Safety and effectiveness will be integrated into the way we do our work every day.

We must learn to:

  • identify
  • measure and
  • minimize the variation in all our health-care processes to maximize the quality of the health care we deliver

Program Objectives

  • To optimize the culture of clinical safety and effectiveness at M. D. Anderson by:
    • Demonstrating improvements with projects learned in the CSE Training Program
    • Coordinating administrative and medical knowledge through the CSE Training Program
    • Developing leaders with a common understanding and future vision of clinical safety and effectiveness
  • To develop methods for organizational learning based on:
    • Improvement projects
    • Quality improvement language and tools
    • Convincing, concrete examples to bring others along

Program Description:
The Science of Process Management

Quality Improvement is the science of process management.

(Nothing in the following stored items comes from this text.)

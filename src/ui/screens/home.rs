//! Home screen: the login card when signed out, the landing card when
//! signed in.

use ratatui::{
    layout::Rect,
    text::{Line, Span},
    widgets::{Block, Borders, Paragraph},
    Frame,
};

use crate::app::{App, LoginFocus};
use crate::ui::styles;

use super::{blank_line, button_line, field_line, message_line};

pub fn render(frame: &mut Frame, app: &App, area: Rect) {
    if app.display_user().is_some() {
        render_landing(frame, app, area);
    } else {
        render_login(frame, app, area);
    }
}

fn render_login(frame: &mut Frame, app: &App, area: Rect) {
    let session = app.session_snapshot();
    let mut lines: Vec<Line> = Vec::new();

    if session.loading {
        lines.push(blank_line());
        lines.push(Line::from(Span::styled(
            " Loading...",
            styles::muted_style(),
        )));
    } else {
        if session.sso_enabled {
            lines.push(blank_line());
            lines.push(button_line(
                "Sign in with SSO",
                app.login.focus == LoginFocus::SsoButton,
            ));
            lines.push(blank_line());
            lines.push(Line::from(Span::styled(
                " ----- or use a local account -----",
                styles::muted_style(),
            )));
        }

        lines.push(blank_line());
        lines.push(field_line(
            "Email Address",
            &app.login.email,
            app.login.focus == LoginFocus::Email,
            false,
        ));
        lines.push(field_line(
            "Password",
            &app.login.password,
            app.login.focus == LoginFocus::Password,
            true,
        ));
        lines.push(blank_line());

        let submit_label = if app.login.pending {
            "Logging in..."
        } else {
            "Login with Email"
        };
        lines.push(button_line(
            submit_label,
            app.login.focus == LoginFocus::Submit,
        ));

        if let Some(ref feedback) = app.login.feedback {
            lines.push(blank_line());
            lines.push(message_line(feedback));
        }

        lines.push(blank_line());
        lines.push(Line::from(Span::styled(
            " Don't have an account?",
            styles::muted_style(),
        )));
        lines.push(button_line(
            "Sign Up",
            app.login.focus == LoginFocus::SignupLink,
        ));
    }

    let block = Block::default()
        .title(" Login ")
        .title_style(styles::title_style())
        .borders(Borders::ALL)
        .border_style(styles::border_style(true));

    frame.render_widget(Paragraph::new(lines).block(block), area);
}

fn render_landing(frame: &mut Frame, app: &App, area: Rect) {
    let user = app.display_user().unwrap_or_default();
    let mut lines: Vec<Line> = vec![
        blank_line(),
        Line::from(Span::styled(
            format!(" Welcome, {}!", user),
            styles::title_style(),
        )),
        blank_line(),
        Line::from(Span::styled(" Backend says:", styles::label_style())),
    ];

    match app.hello_message {
        Some(ref message) => {
            lines.push(Line::from(Span::styled(
                format!(" {}", message),
                styles::value_style(),
            )));
        }
        None => {
            lines.push(Line::from(Span::styled(
                " Loading...",
                styles::muted_style(),
            )));
        }
    }

    lines.push(blank_line());
    lines.push(Line::from(vec![
        Span::styled(" [g]", styles::help_key_style()),
        Span::styled(" settings  ", styles::muted_style()),
        Span::styled("[x]", styles::help_key_style()),
        Span::styled(" logout  ", styles::muted_style()),
        Span::styled("[q]", styles::help_key_style()),
        Span::styled(" quit", styles::muted_style()),
    ]));

    let block = Block::default()
        .title(" Web Portal ")
        .title_style(styles::title_style())
        .borders(Borders::ALL)
        .border_style(styles::border_style(true));

    frame.render_widget(Paragraph::new(lines).block(block), area);
}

Health-care delivery is a complex system made up of thousands of interlinked, and therefore interdependent, processes. Since

  • all work is a process
  • all processes vary
  • variation is an indication of waste

…we must learn to

  • identify
  • measure and
  • minimize the variation in all our health-care processes to maximize the quality of the health care we deliver

Waste takes several forms in health care:

  • over-treating
  • under-treating
  • mis-treating
  • delays
  • close-calls and errors

In Fourth Generation Management (McGraw-Hill, 1994), Brian L. Joiner, a protégé of W. Edwards Deming, discusses in detail various aspects of managing and improving organizations using the process paradigm. In Measuring Quality Improvement in Healthcare (Quality Resources, 1995), Raymond G. Carey and Robert C. Lloyd present a methodology for quantitatively measuring variation and tracking the effects of process changes.